Storing Potting Compost
I like to store potting compost used to grow edibles separate from the stuff that supported flowers, which helps limits disease carryover from one year to the next the same way rotations work in the vegetable garden. The soil used for flowers this year is fair game for edibles next year, and vice versa. Any storage containers that will keep the soil dry will work, including bins, small garbage cans, or heavy-duty plastic bags.
Exposure to freezing temperatures is good for stored potting compost, because it will make life difficult or impossible for any insects that may be present as adults, pupae or eggs. When stored under warm conditions, used potting compost may give rise to mysterious hatches.

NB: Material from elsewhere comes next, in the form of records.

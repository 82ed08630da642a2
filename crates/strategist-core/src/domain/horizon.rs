use std::fmt::{Display, Formatter};
use std::str::FromStr;

use serde::{Deserialize, Deserializer, Serialize, Serializer};

use crate::{RiskTier, ValidationError};

pub const MAX_HORIZON_MONTHS: u32 = 120;

/// Named horizons and their month counts.
const LABELED_HORIZONS: [(&str, u32); 12] = [
    ("3_months", 3),
    ("6_months", 6),
    ("1_year", 12),
    ("2_years", 24),
    ("3_years", 36),
    ("4_years", 48),
    ("5_years", 60),
    ("6_years", 72),
    ("7_years", 84),
    ("8_years", 96),
    ("9_years", 108),
    ("10_years", 120),
];

/// Investment horizon, either a named label (`1_year`) or a raw month count.
///
/// Both spellings collapse to a month count; the label is kept only so the
/// horizon can be echoed back the way it was requested.
#[derive(Debug, Clone, Copy, PartialEq, Eq, Hash)]
pub struct TimeHorizon {
    months: u32,
    label: Option<&'static str>,
}

impl TimeHorizon {
    /// Build from a month count in `1..=120`.
    pub fn from_months(months: u32) -> Result<Self, ValidationError> {
        if months == 0 || months > MAX_HORIZON_MONTHS {
            return Err(ValidationError::InvalidHorizon {
                value: months.to_string(),
                max_months: MAX_HORIZON_MONTHS,
            });
        }
        Ok(Self {
            months,
            label: None,
        })
    }

    /// Build from a named label such as `6_months` or `3_years`.
    pub fn from_label(input: &str) -> Result<Self, ValidationError> {
        let normalized = input.trim().to_ascii_lowercase().replace(' ', "_");
        LABELED_HORIZONS
            .iter()
            .find(|(label, _)| *label == normalized)
            .map(|&(label, months)| Self {
                months,
                label: Some(label),
            })
            .ok_or_else(|| ValidationError::InvalidHorizon {
                value: input.to_owned(),
                max_months: MAX_HORIZON_MONTHS,
            })
    }

    pub const fn one_year() -> Self {
        Self {
            months: 12,
            label: Some("1_year"),
        }
    }

    pub const fn months(self) -> u32 {
        self.months
    }

    pub fn years(self) -> f64 {
        f64::from(self.months) / 12.0
    }

    pub const fn label(self) -> Option<&'static str> {
        self.label
    }

    /// Human-readable form, e.g. `6 months`, `1 year`, `18 months`.
    pub fn display_label(self) -> String {
        match self.label {
            Some(label) => label.replace('_', " "),
            None if self.months == 12 => String::from("1 year"),
            None if self.months == 1 => String::from("1 month"),
            None => format!("{} months", self.months),
        }
    }

    /// Horizon choices offered to users, with the tiers suited to each.
    pub fn offered() -> Vec<HorizonOption> {
        use RiskTier::{High, Low, Medium};

        [
            ("6_months", "6 Months", vec![Low, Medium]),
            ("1_year", "1 Year", vec![Low, Medium, High]),
            ("2_years", "2 Years", vec![Medium, High]),
            ("3_years", "3 Years", vec![Medium, High]),
            ("5_years", "5 Years", vec![Medium, High]),
            ("10_years", "10 Years", vec![High]),
        ]
        .into_iter()
        .map(|(value, label, recommended_risk)| HorizonOption {
            value,
            label,
            recommended_risk,
        })
        .collect()
    }
}

impl Default for TimeHorizon {
    fn default() -> Self {
        Self::one_year()
    }
}

impl Display for TimeHorizon {
    fn fmt(&self, f: &mut Formatter<'_>) -> std::fmt::Result {
        match self.label {
            Some(label) => f.write_str(label),
            None => write!(f, "{}", self.months),
        }
    }
}

impl FromStr for TimeHorizon {
    type Err = ValidationError;

    /// Accepts a label (`1_year`) or a bare month count (`18`).
    fn from_str(value: &str) -> Result<Self, Self::Err> {
        let trimmed = value.trim();
        if !trimmed.is_empty() && trimmed.chars().all(|ch| ch.is_ascii_digit()) {
            let months = trimmed
                .parse::<u32>()
                .map_err(|_| ValidationError::InvalidHorizon {
                    value: value.to_owned(),
                    max_months: MAX_HORIZON_MONTHS,
                })?;
            return Self::from_months(months);
        }
        Self::from_label(trimmed)
    }
}

impl Serialize for TimeHorizon {
    fn serialize<S: Serializer>(&self, serializer: S) -> Result<S::Ok, S::Error> {
        match self.label {
            Some(label) => serializer.serialize_str(label),
            None => serializer.serialize_u32(self.months),
        }
    }
}

#[derive(Deserialize)]
#[serde(untagged)]
enum RawHorizon {
    Months(u32),
    Text(String),
}

impl<'de> Deserialize<'de> for TimeHorizon {
    fn deserialize<D: Deserializer<'de>>(deserializer: D) -> Result<Self, D::Error> {
        match RawHorizon::deserialize(deserializer)? {
            RawHorizon::Months(months) => Self::from_months(months),
            RawHorizon::Text(text) => text.parse(),
        }
        .map_err(serde::de::Error::custom)
    }
}

/// One entry of the horizon picker.
#[derive(Debug, Clone, PartialEq, Eq, Serialize)]
pub struct HorizonOption {
    pub value: &'static str,
    pub label: &'static str,
    pub recommended_risk: Vec<RiskTier>,
}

Good Uses for Old Potting Compost
Much of my old potting compost is not used for potting up plants. Though it may lack nutrients, old potting compost still contains nuggets of perlite, threads of humus, and very few weed seeds. This makes it an ideal material for covering newly planted carrots, beetroot and other slow-sprouting seeds. A topdressing of moisture-holding potting compost enhances germination of the seeded crop, with fewer weeds competing for space.

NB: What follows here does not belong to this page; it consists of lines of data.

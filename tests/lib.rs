//! Shared fixtures for the strategist behavior tests.

use std::sync::Arc;

pub use strategist_core::{Catalog, MarketSnapshot, PortfolioEngine, Symbol};

/// Unit prices of the builtin catalog assets, in quote currency.
pub const REFERENCE_PRICES: [(&str, f64); 6] = [
    ("VOO", 520.0),
    ("SPY", 580.0),
    ("AAPL", 230.0),
    ("MSFT", 425.0),
    ("JNJ", 155.0),
    ("KO", 62.0),
];

pub const REFERENCE_FX_RATE: f64 = 1540.0;

pub fn symbol(raw: &str) -> Symbol {
    Symbol::parse(raw).expect("valid symbol")
}

/// Engine over the builtin catalog.
pub fn builtin_engine() -> PortfolioEngine {
    PortfolioEngine::new(Arc::new(Catalog::builtin()))
}

/// Snapshot holding every reference price at the reference rate.
pub fn reference_market() -> MarketSnapshot {
    REFERENCE_PRICES
        .into_iter()
        .fold(MarketSnapshot::new(REFERENCE_FX_RATE), |market, (ticker, price)| {
            market.with_price(symbol(ticker), price)
        })
}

Used potting compost also comes in handy when moles, dogs or other critters create holes in the lawn that need to be filled and patched. Grass seed that is covered with a thin layer of potting compost usually comes up strong, with few unwanted weeds.
You also can use old potting compost to pot up giveaway plants. Sharing divisions taken from asters, bee balm, daylilies and other vigorous perennials costs nothing when you drop them in a cracked plastic pot and snug them in with used potting compost.
Rejuvenating Used Potting compost
Many gardeners simply mix used potting compost with new material, using about half of each, with a few handfuls of organic fertiliser added to boost plant nutrition. Or, you can place the old potting compost in the bottoms of very large containers, and fill the upper parts with a fresh mix.
This simple practice works well with soil that hosted healthy plants, but my humid climate is rife with blights and mildews, so I take the extra step of heat-treating potting compost that was used to grow edibles. Only 30 minutes of exposure to temperatures above 120°F (49°C) will kill most disease pathogens, but you need not stink up your house by using your oven. Instead, put a few gallons of used potting compost in a black plastic bag, and place the bag inside a translucent storage bin set in full sun on a bright day. A parked car with the windows rolled up makes a good solarisation chamber, too. Once used potting compost has been heated and cooled, it’s ready to add to any type of new mixture you want to create.
I still use a fresh bag of seed-starting mix for starting seeds, but by recovering and storing much of the soil from outdoor containers, I make far fewer trips to the garden centre for store-bought dirt.